为什么在memset中使用'\\ 0'而不是0？

Question

According to the this Unix documentation http://pubs.opengroup.org/onlinepubs/009695399/functions/bzero.html

The memset() function is preferred over bzero().

For maximum portability, it is recommended to replace 
the function call to bzero() as follows:

#define bzero(b,len) (memset((b), '\0', (len)), (void) 0)

But void *memset(void *s, int c, size_t n); second arg is an int so why are they recommending '\\0' instead of 0? The memset() doc says "The memset() function shall copy c ( converted to an unsigned char ) arg into each of the first n bytes of the object pointed to by s ." Is this more efficient or simply more explicit?
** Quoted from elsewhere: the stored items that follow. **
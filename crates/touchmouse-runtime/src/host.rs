#![forbid(unsafe_code)]

//! Collaborators supplied by the host application.
//!
//! The runtime never talks to a windowing system directly. Everything it
//! needs from the host arrives through these traits:
//!
//! | Trait | Provides |
//! |-------|----------|
//! | [`InputSource`] | raw pointer events, via a registered [`PointerListener`] |
//! | [`FrameScheduler`] | a per-render-tick callback, via a registered [`FrameHook`] |
//! | [`AuthoritativeExecutor`] | deferred execution on the context that owns the region tree |
//! | [`PointerSampler`] | the live pointer position |
//! | [`HostStatus`] | whether input should be processed, open menu bounds |
//! | [`DispatchTarget`] | the sink for synthetic events |
//!
//! Region and threshold access use the core crate's
//! [`RegionSource`] and [`ThresholdSource`](touchmouse_core::ThresholdSource).

use std::sync::Arc;

use web_time::Instant;

use touchmouse_core::{Point, PointerEvent, PointerEventKind, Rect, RegionSource};

/// Reads the live pointer position.
pub trait PointerSampler: Send + Sync {
    /// Current pointer position, or `None` while it is outside the surface.
    fn pointer_position(&self) -> Option<Point>;
}

/// Accepts synthesized events.
pub trait DispatchTarget: Send + Sync {
    /// Deliver `event` into the host's input pipeline.
    ///
    /// The host may route the event back through registered listeners.
    fn dispatch(&self, event: PointerEvent);
}

/// Host-wide status flags.
pub trait HostStatus: Send + Sync {
    /// Whether the host is in a state where touches should be translated.
    fn is_interactive(&self) -> bool;

    /// Bounds of the currently open context menu, if any.
    fn open_menu_bounds(&self) -> Option<Rect> {
        None
    }
}

/// Work to run on the authoritative context, with the region tree in hand.
pub type AuthoritativeTask = Box<dyn FnOnce(&dyn RegionSource) + Send>;

/// Runs tasks on the host's authoritative context.
///
/// No ordering or completion guarantee: a task may run after the gesture it
/// was submitted for has ended, or not at all.
pub trait AuthoritativeExecutor: Send + Sync {
    /// Run `task` soon.
    fn invoke_later(&self, task: AuthoritativeTask);
}

/// Called once per render tick.
pub trait FrameHook: Send + Sync {
    /// The host is about to render a frame.
    fn on_frame(&self, now: Instant);
}

/// Registers per-frame hooks. Registration is idempotent.
pub trait FrameScheduler: Send + Sync {
    /// Start calling `hook` every frame.
    fn register(&self, hook: Arc<dyn FrameHook>);
    /// Stop calling `hook`.
    fn unregister(&self, hook: &Arc<dyn FrameHook>);
}

/// Observes, and may rewrite, raw pointer events.
///
/// Each callback returns the event the host should continue with: the
/// original, the original marked consumed, or a replacement.
pub trait PointerListener: Send + Sync {
    /// A button was pressed.
    fn pointer_pressed(&self, event: PointerEvent) -> PointerEvent;
    /// The pointer moved, with or without a button held.
    fn pointer_moved(&self, event: PointerEvent) -> PointerEvent;
    /// A button was released.
    fn pointer_released(&self, event: PointerEvent) -> PointerEvent;
    /// The pointer entered the surface.
    fn pointer_entered(&self, event: PointerEvent) -> PointerEvent {
        event
    }
    /// The pointer left the surface.
    fn pointer_exited(&self, event: PointerEvent) -> PointerEvent {
        event
    }
    /// The host's own click notification.
    fn pointer_clicked(&self, event: PointerEvent) -> PointerEvent {
        event
    }
    /// The wheel rotated.
    fn wheel_moved(&self, event: PointerEvent) -> PointerEvent;
}

/// Registers pointer listeners. Registration is idempotent.
pub trait InputSource: Send + Sync {
    /// Start delivering events to `listener`.
    fn register(&self, listener: Arc<dyn PointerListener>);
    /// Stop delivering events to `listener`.
    fn unregister(&self, listener: &Arc<dyn PointerListener>);
}

/// Route `event` to the listener callback for its kind.
pub fn deliver(listener: &dyn PointerListener, event: PointerEvent) -> PointerEvent {
    match event.kind {
        PointerEventKind::Down => listener.pointer_pressed(event),
        PointerEventKind::Move => listener.pointer_moved(event),
        PointerEventKind::Up => listener.pointer_released(event),
        PointerEventKind::Enter => listener.pointer_entered(event),
        PointerEventKind::Exit => listener.pointer_exited(event),
        PointerEventKind::Click => listener.pointer_clicked(event),
        PointerEventKind::WheelTick { .. } => listener.wheel_moved(event),
    }
}

/// Whether two listener handles point at the same listener.
///
/// Compares data addresses only; vtable pointers for one type can differ
/// between codegen units.
#[must_use]
pub fn same_listener(a: &Arc<dyn PointerListener>, b: &Arc<dyn PointerListener>) -> bool {
    std::ptr::addr_eq(Arc::as_ptr(a), Arc::as_ptr(b))
}

/// Whether two hook handles point at the same hook.
#[must_use]
pub fn same_hook(a: &Arc<dyn FrameHook>, b: &Arc<dyn FrameHook>) -> bool {
    std::ptr::addr_eq(Arc::as_ptr(a), Arc::as_ptr(b))
}

#[cfg(test)]
mod tests {
    use super::*;
    use std::sync::Mutex;
    use touchmouse_core::PointerButton;

    #[derive(Default)]
    struct Recorder {
        calls: Mutex<Vec<&'static str>>,
    }

    impl Recorder {
        fn push(&self, name: &'static str, event: PointerEvent) -> PointerEvent {
            self.calls.lock().expect("calls lock").push(name);
            event
        }
    }

    impl PointerListener for Recorder {
        fn pointer_pressed(&self, e: PointerEvent) -> PointerEvent {
            self.push("pressed", e)
        }
        fn pointer_moved(&self, e: PointerEvent) -> PointerEvent {
            self.push("moved", e)
        }
        fn pointer_released(&self, e: PointerEvent) -> PointerEvent {
            self.push("released", e)
        }
        fn wheel_moved(&self, e: PointerEvent) -> PointerEvent {
            self.push("wheel", e)
        }
    }

    fn event(kind: PointerEventKind) -> PointerEvent {
        PointerEvent::new(kind, PointerButton::None, Point::new(0, 0), Instant::now())
    }

    #[test]
    fn deliver_routes_by_kind() {
        let rec = Recorder::default();
        for kind in [
            PointerEventKind::Down,
            PointerEventKind::Move,
            PointerEventKind::Up,
            PointerEventKind::WheelTick { rotation: 1 },
            PointerEventKind::Enter,
            PointerEventKind::Click,
        ] {
            let out = deliver(&rec, event(kind));
            assert_eq!(out.kind, kind);
        }
        assert_eq!(
            *rec.calls.lock().expect("calls lock"),
            vec!["pressed", "moved", "released", "wheel"]
        );
    }

    #[test]
    fn same_listener_compares_identity() {
        let a: Arc<dyn PointerListener> = Arc::new(Recorder::default());
        let b: Arc<dyn PointerListener> = Arc::new(Recorder::default());
        assert!(same_listener(&a, &Arc::clone(&a)));
        assert!(!same_listener(&a, &b));
    }
}
#![forbid(unsafe_code)]

//! Gesture thresholds and where they come from.
//!
//! A [`Thresholds`] value is snapshotted when a gesture session opens and is
//! never re-read for the rest of that touch. Hosts that let users retune
//! values at runtime publish them through [`SharedThresholds`]; the new
//! values take effect at the next touch.

use std::sync::Arc;
use std::time::Duration;

use arc_swap::ArcSwap;

use crate::geometry::Point;

/// Default rotate distance in pixels.
pub const DEFAULT_ROTATE_DISTANCE: i32 = 35;
/// Default content-scroll distance per wheel tick in pixels.
pub const DEFAULT_SCROLL_DISTANCE_PER_TICK: i32 = 8;
/// Default minimap-scroll distance per wheel tick in pixels.
pub const DEFAULT_MINIMAP_SCROLL_DISTANCE_PER_TICK: i32 = 5;
/// Default distance a context-menu drag must travel before its release
/// accepts the menu entry under the finger.
pub const DEFAULT_RIGHT_CLICK_RELEASE_DISTANCE: i32 = 14;
/// Default point the pointer is parked on while zooming the minimap.
pub const DEFAULT_ZOOM_HOLD_POINT: Point = Point::new(12, 12);

/// Immutable per-session tunables.
#[derive(Debug, Clone, Copy, PartialEq, Eq)]
pub struct Thresholds {
    /// Displacement from the drag origin at which a plain drag becomes a
    /// camera rotation.
    pub rotate_distance: i32,
    /// Vertical travel per wheel tick over scrollable content.
    pub scroll_distance_per_tick: i32,
    /// Travel per wheel tick over the minimap.
    pub minimap_scroll_distance_per_tick: i32,
    /// Negate content-scroll ticks.
    pub invert_scroll: bool,
    /// Negate minimap zoom ticks.
    pub invert_zoom: bool,
    /// Negate minimap pan ticks.
    pub invert_minimap_zoom: bool,
    /// Minimum age of a tap before its deferred click may fire.
    pub tap_delay: Duration,
    /// Context-menu drag distance that turns a release into an accept.
    pub right_click_release_distance: i32,
    /// Whether releasing a context-menu drag over an open menu accepts the
    /// entry under the finger.
    pub right_click_release_on_menus: bool,
    /// Where the pointer is held while a minimap zoom is in progress.
    pub zoom_hold_point: Point,
}

impl Default for Thresholds {
    fn default() -> Self {
        Self {
            rotate_distance: DEFAULT_ROTATE_DISTANCE,
            scroll_distance_per_tick: DEFAULT_SCROLL_DISTANCE_PER_TICK,
            minimap_scroll_distance_per_tick: DEFAULT_MINIMAP_SCROLL_DISTANCE_PER_TICK,
            invert_scroll: false,
            invert_zoom: true,
            invert_minimap_zoom: false,
            tap_delay: Duration::ZERO,
            right_click_release_distance: DEFAULT_RIGHT_CLICK_RELEASE_DISTANCE,
            right_click_release_on_menus: false,
            zoom_hold_point: DEFAULT_ZOOM_HOLD_POINT,
        }
    }
}

impl Thresholds {
    /// Set the rotate distance.
    #[must_use]
    pub fn rotate_distance(mut self, px: i32) -> Self {
        self.rotate_distance = px;
        self
    }

    /// Set the content-scroll distance per tick.
    #[must_use]
    pub fn scroll_distance_per_tick(mut self, px: i32) -> Self {
        self.scroll_distance_per_tick = px;
        self
    }

    /// Set the minimap-scroll distance per tick.
    #[must_use]
    pub fn minimap_scroll_distance_per_tick(mut self, px: i32) -> Self {
        self.minimap_scroll_distance_per_tick = px;
        self
    }

    /// Set the tap delay.
    #[must_use]
    pub fn tap_delay(mut self, delay: Duration) -> Self {
        self.tap_delay = delay;
        self
    }

    /// Problems that would make gestures misbehave.
    ///
    /// Distances must be positive: a zero scroll distance would divide by
    /// zero and a zero rotate distance would turn every touch into a drag.
    #[must_use]
    pub fn validate(&self) -> Vec<String> {
        let mut errors = Vec::new();
        for (name, value) in [
            ("rotate_distance", self.rotate_distance),
            ("scroll_distance_per_tick", self.scroll_distance_per_tick),
            (
                "minimap_scroll_distance_per_tick",
                self.minimap_scroll_distance_per_tick,
            ),
            (
                "right_click_release_distance",
                self.right_click_release_distance,
            ),
        ] {
            if value <= 0 {
                errors.push(format!("{name} must be > 0, got {value}"));
            }
        }
        errors
    }

    /// Clamp every distance to at least one pixel.
    ///
    /// Used on values the runtime cannot reject (e.g. a host retuning live).
    #[must_use]
    pub fn sanitized(mut self) -> Self {
        self.rotate_distance = self.rotate_distance.max(1);
        self.scroll_distance_per_tick = self.scroll_distance_per_tick.max(1);
        self.minimap_scroll_distance_per_tick = self.minimap_scroll_distance_per_tick.max(1);
        self.right_click_release_distance = self.right_click_release_distance.max(1);
        self
    }
}

// ---------------------------------------------------------------------------
// Sources
// ---------------------------------------------------------------------------

/// Supplies thresholds. Read once per gesture session.
pub trait ThresholdSource: Send + Sync {
    /// Current thresholds.
    fn thresholds(&self) -> Thresholds;
}

impl ThresholdSource for Thresholds {
    fn thresholds(&self) -> Thresholds {
        *self
    }
}

/// Hot-swappable thresholds shared between the host's settings code and the
/// gesture runtime.
#[derive(Debug)]
pub struct SharedThresholds {
    current: ArcSwap<Thresholds>,
}

impl SharedThresholds {
    /// Create a shared cell holding `initial`.
    #[must_use]
    pub fn new(initial: Thresholds) -> Self {
        Self {
            current: ArcSwap::from_pointee(initial),
        }
    }

    /// Publish new thresholds. Sessions already open keep their snapshot.
    pub fn store(&self, thresholds: Thresholds) {
        self.current.store(Arc::new(thresholds));
    }
}

impl Default for SharedThresholds {
    fn default() -> Self {
        Self::new(Thresholds::default())
    }
}

impl ThresholdSource for SharedThresholds {
    fn thresholds(&self) -> Thresholds {
        **self.current.load()
    }
}
#![forbid(unsafe_code)]

//! touchmouse public facade crate.
//!
//! Re-exports the types a host needs to turn touchscreen input into mouse
//! gestures, plus [`TouchProfile`] for going from a validated
//! [`TouchConfig`] to a running [`TouchInputAdapter`].
//!
//! ```rust,ignore
//! use touchmouse::prelude::*;
//!
//! let profile = TouchProfile::from_config(TouchConfig::from_toml_file("touchmouse.toml")?)?;
//! let adapter = profile.adapter(bindings_without_thresholds);
//! adapter.attach(&input, &frames);
//! // Later, after the user edits the file:
//! profile.reload(&TouchConfig::from_toml_file("touchmouse.toml")?)?;
//! ```

pub mod error;

use std::sync::Arc;

pub use error::{DegradationAction, Error, Result};

// --- Core re-exports -------------------------------------------------------

pub use touchmouse_core::{
    ChildKind, ConfigError, GestureSettings, HitMode, HitTester, ItemTag, Modifiers, Point,
    PointerButton, PointerEvent, PointerEventKind, Rect, Region, RegionAccessError,
    RegionCatalog, RegionId, RegionSet, RegionSource, SharedThresholds, ThresholdSource,
    Thresholds, TouchConfig, Traversal,
};

// --- Runtime re-exports ----------------------------------------------------

pub use touchmouse_runtime::{
    AuthoritativeExecutor, AuthoritativeTask, DispatchTarget, FrameHook, FrameScheduler,
    GestureState, HostBindings, HostStatus, InputSource, PointerListener, PointerSampler,
    TouchInputAdapter,
};

pub use touchmouse_core as core;
pub use touchmouse_runtime as runtime;

// --- Profile ---------------------------------------------------------------

/// A validated configuration, ready to drive adapters.
///
/// Thresholds are published through [`SharedThresholds`], so
/// [`reload`](Self::reload) retunes every adapter built from this profile;
/// sessions already open keep the values they started with. The region
/// catalog is fixed per adapter.
#[derive(Debug, Clone)]
pub struct TouchProfile {
    thresholds: Arc<SharedThresholds>,
    catalog: RegionCatalog,
}

impl Default for TouchProfile {
    fn default() -> Self {
        Self {
            thresholds: Arc::new(SharedThresholds::default()),
            catalog: RegionCatalog::default(),
        }
    }
}

impl TouchProfile {
    /// Validate `config` and build a profile from it.
    pub fn from_config(config: TouchConfig) -> Result<Self> {
        let config = config.validated()?;
        Ok(Self {
            thresholds: Arc::new(SharedThresholds::new(config.to_thresholds())),
            catalog: config.regions,
        })
    }

    /// Publish new thresholds from `config`.
    ///
    /// On error the previous thresholds stay in effect. Region sets are not
    /// reloaded; build a new profile to change them.
    pub fn reload(&self, config: &TouchConfig) -> Result<()> {
        let errors = config.validate();
        if !errors.is_empty() {
            tracing::warn!(
                target: "touchmouse.adapter",
                errors = errors.len(),
                "rejected threshold reload"
            );
            return Err(ConfigError::Validation(errors).into());
        }
        self.thresholds.store(config.to_thresholds());
        tracing::info!(target: "touchmouse.adapter", "thresholds reloaded");
        Ok(())
    }

    /// The live threshold source.
    #[must_use]
    pub fn thresholds(&self) -> Arc<SharedThresholds> {
        Arc::clone(&self.thresholds)
    }

    /// The region catalog.
    #[must_use]
    pub fn catalog(&self) -> &RegionCatalog {
        &self.catalog
    }

    /// Build an adapter over `host`, replacing its threshold source with
    /// this profile's.
    #[must_use]
    pub fn adapter(&self, mut host: HostBindings) -> Arc<TouchInputAdapter> {
        host.thresholds = Arc::clone(&self.thresholds) as Arc<dyn ThresholdSource>;
        Arc::new(TouchInputAdapter::new(host, self.catalog.clone()))
    }
}

// --- Prelude ---------------------------------------------------------------

/// Everything a host integration usually needs.
pub mod prelude {
    pub use crate::{
        DegradationAction, Error, GestureState, HostBindings, Point, PointerButton, PointerEvent,
        PointerEventKind, RegionCatalog, RegionId, RegionSet, Result, Thresholds, TouchConfig,
        TouchInputAdapter, TouchProfile,
    };

    pub use crate::{core, runtime};
}

#[cfg(test)]
mod tests {
    use super::*;

    #[test]
    fn default_profile_uses_default_thresholds() {
        let profile = TouchProfile::default();
        assert_eq!(profile.thresholds().thresholds(), Thresholds::default());
        assert!(profile.catalog().minimap.is_empty());
    }

    #[test]
    fn invalid_config_is_rejected() {
        let mut config = TouchConfig::default();
        config.gesture.scroll_distance_per_tick = 0;
        let err = TouchProfile::from_config(config).expect_err("zero tick distance");
        assert_eq!(err.degradation(), DegradationAction::KeepPrevious);
    }

    #[test]
    fn reload_keeps_previous_on_error() {
        let mut config = TouchConfig::default();
        config.gesture.rotate_distance = 50;
        let profile = TouchProfile::from_config(config.clone()).expect("valid");
        assert_eq!(profile.thresholds().thresholds().rotate_distance, 50);

        config.gesture.rotate_distance = -1;
        assert!(profile.reload(&config).is_err());
        assert_eq!(profile.thresholds().thresholds().rotate_distance, 50);

        config.gesture.rotate_distance = 20;
        profile.reload(&config).expect("valid reload");
        assert_eq!(profile.thresholds().thresholds().rotate_distance, 20);
    }
}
Is there a best practice involved here?

Answer 1

second arg is an int so why are they recommending '\\0' instead of 0?

To make it clear the thing is going to end up as a NUL character; after all memset will convert it to unsigned char . This is just a matter of style, because '\\0' has type int and is thus the same as 0 .

Answer 2

Is it more efficient?

In a way: bzero was never actually part of the standard. That's why the page you link to recommends using memset . So using memset is more efficient in the sense that you can rest assured that your code compiles on all standard C compilers.

'\\0' instead of 0
The standard requires that a char can be safely converted to an int:

Both the basic source and basic execution character sets shall have the following members:
[...]
the 10 decimal digits
0 1 2 3 4 5 6 7 8 9
[...]
In both the source and execution basic character sets, the value of each character after 0 in the above list of decimal digits shall be one greater than the value of the previous.
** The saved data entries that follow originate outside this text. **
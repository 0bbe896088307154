#![forbid(unsafe_code)]

//! Read-only view of the host's control tree.
//!
//! The host owns a tree of on-screen regions (panels, item grids, the
//! minimap). The gesture runtime never mutates it; it only asks whether a
//! point falls inside a visible region and, for item grids, which item sits
//! under the point.
//!
//! Regions are addressed by a stable [`RegionId`] through a [`RegionSource`].
//! A region that is not currently loaded simply resolves to `None`.
//!
//! # Visibility
//!
//! Each region reports two flags:
//!
//! - *self-hidden*: the region itself is hidden. Cheap and safe to read from
//!   any context.
//! - *effectively-hidden*: the region or any ancestor is hidden. Only valid on
//!   the host's authoritative context, where the ancestor chain is stable.

use std::fmt;

#[cfg(feature = "config")]
use serde::{Deserialize, Serialize};

use crate::geometry::Point;

/// Stable identity of a top-level region known to the host.
#[derive(Debug, Clone, Copy, PartialEq, Eq, Hash, PartialOrd, Ord)]
#[cfg_attr(feature = "config", derive(Serialize, Deserialize))]
#[cfg_attr(feature = "config", serde(transparent))]
pub struct RegionId(pub u32);

/// Identifier attached to item regions (e.g. the item in an inventory slot).
#[derive(Debug, Clone, Copy, PartialEq, Eq, Hash)]
pub struct ItemTag(pub i32);

/// The independently enumerable child collections of a region.
#[derive(Debug, Clone, Copy, PartialEq, Eq, Hash)]
pub enum ChildKind {
    /// Children nested by the region's own layout.
    Nested,
    /// Children declared statically by the host's interface definitions.
    Static,
    /// Children created at runtime (item slots, list rows).
    Dynamic,
}

impl ChildKind {
    /// Every child collection, in traversal order.
    pub const ALL: [Self; 3] = [Self::Nested, Self::Static, Self::Dynamic];

    /// Stable label for logs.
    #[must_use]
    pub const fn as_str(self) -> &'static str {
        match self {
            Self::Nested => "nested",
            Self::Static => "static",
            Self::Dynamic => "dynamic",
        }
    }
}

/// A child collection could not be read right now.
///
/// Hosts rebuild parts of their tree between frames, so a collection can be
/// briefly unavailable. Callers treat it as empty.
#[derive(Debug, Clone, PartialEq, Eq)]
pub enum RegionAccessError {
    /// The collection is being rebuilt.
    Unavailable(ChildKind),
}

impl fmt::Display for RegionAccessError {
    fn fmt(&self, f: &mut fmt::Formatter<'_>) -> fmt::Result {
        match self {
            Self::Unavailable(kind) => write!(f, "{} children unavailable", kind.as_str()),
        }
    }
}

impl std::error::Error for RegionAccessError {}

/// One node of the host's region tree.
pub trait Region {
    /// Whether `point` lies within the region's bounds.
    fn contains(&self, point: Point) -> bool;

    /// Whether the region itself is hidden.
    fn is_self_hidden(&self) -> bool;

    /// Whether the region or any of its ancestors is hidden.
    fn is_effectively_hidden(&self) -> bool;

    /// Item identifier, if this region displays an item.
    fn tag(&self) -> Option<ItemTag> {
        None
    }

    /// Children in the given collection.
    fn children(&self, kind: ChildKind) -> Result<Vec<&dyn Region>, RegionAccessError>;
}

/// Resolves region ids to live regions.
pub trait RegionSource {
    /// The region with `id`, or `None` if it is not loaded.
    fn region(&self, id: RegionId) -> Option<&dyn Region>;
}

/// How far a [`RegionSet`] lookup descends.
#[derive(Debug, Clone, Copy, PartialEq, Eq, Default)]
#[cfg_attr(feature = "config", derive(Serialize, Deserialize))]
#[cfg_attr(feature = "config", serde(rename_all = "snake_case"))]
pub enum Traversal {
    /// Test each listed region and, recursively, all of its children.
    #[default]
    Subtree,
    /// Test only the listed regions themselves.
    RootOnly,
}

/// A named group of regions that share a gesture meaning.
#[derive(Debug, Clone, PartialEq, Eq, Default)]
#[cfg_attr(feature = "config", derive(Serialize, Deserialize))]
#[cfg_attr(feature = "config", serde(default))]
pub struct RegionSet {
    /// Label used in logs.
    pub name: String,
    /// Top-level regions in the set.
    pub ids: Vec<RegionId>,
    /// Whether lookups descend into children.
    pub traversal: Traversal,
}

impl RegionSet {
    /// Create a set that searches whole subtrees.
    #[must_use]
    pub fn new(name: impl Into<String>, ids: impl IntoIterator<Item = RegionId>) -> Self {
        Self {
            name: name.into(),
            ids: ids.into_iter().collect(),
            traversal: Traversal::Subtree,
        }
    }

    /// Create an empty set.
    #[must_use]
    pub fn empty(name: impl Into<String>) -> Self {
        Self::new(name, Vec::new())
    }

    /// Change how lookups descend.
    #[must_use]
    pub fn with_traversal(mut self, traversal: Traversal) -> Self {
        self.traversal = traversal;
        self
    }

    /// Whether the set lists no regions.
    #[must_use]
    pub fn is_empty(&self) -> bool {
        self.ids.is_empty()
    }
}

/// The region sets the gesture classifier consults.
///
/// Each set is configured independently; a region may appear in several.
#[derive(Debug, Clone, PartialEq, Eq)]
#[cfg_attr(feature = "config", derive(Serialize, Deserialize))]
#[cfg_attr(feature = "config", serde(default))]
pub struct RegionCatalog {
    /// Latency-critical toggles that receive the raw press with no gesture
    /// processing at all.
    pub quick: RegionSet,
    /// Grids whose item slots are dragged directly.
    pub item_containers: RegionSet,
    /// Minimap areas, where drags zoom instead of rotating.
    pub minimap: RegionSet,
    /// Scrollable content, where vertical drags become wheel ticks.
    pub scrollable: RegionSet,
    /// Controls that must see an ordinary press and drag.
    pub blocking: RegionSet,
}

impl Default for RegionCatalog {
    fn default() -> Self {
        Self {
            quick: RegionSet::empty("quick"),
            item_containers: RegionSet::empty("item_containers"),
            minimap: RegionSet::empty("minimap"),
            scrollable: RegionSet::empty("scrollable"),
            blocking: RegionSet::empty("blocking"),
        }
    }
}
So passing '\\0' to an int param is not a problem. What's more: you are passing a zero-escape-sequence , which is actually the same as passing 0.
It is, however, more explicit: memset will initialize N bytes to whatever value you pass to it. The only type in C that is guaranteed to be 1 and only 1 byte big, is the char type.

So:

memset(some_ptr, 0, 12);
//is, in practice identical to:
memset(some_ptr, '\0', 12);

But seeing as you're setting 12 bytes, passing a value of a 1-byte-big type better reflects this. I prefer passing a char explicitly for that reason, but it's up to you.

History of memset :
The function memset has been around for ages. In fact, it existed back in the days the function prototypes!

Another thing to keep in mind is how character literals in C, by themselves, are, like most any literal value, ints.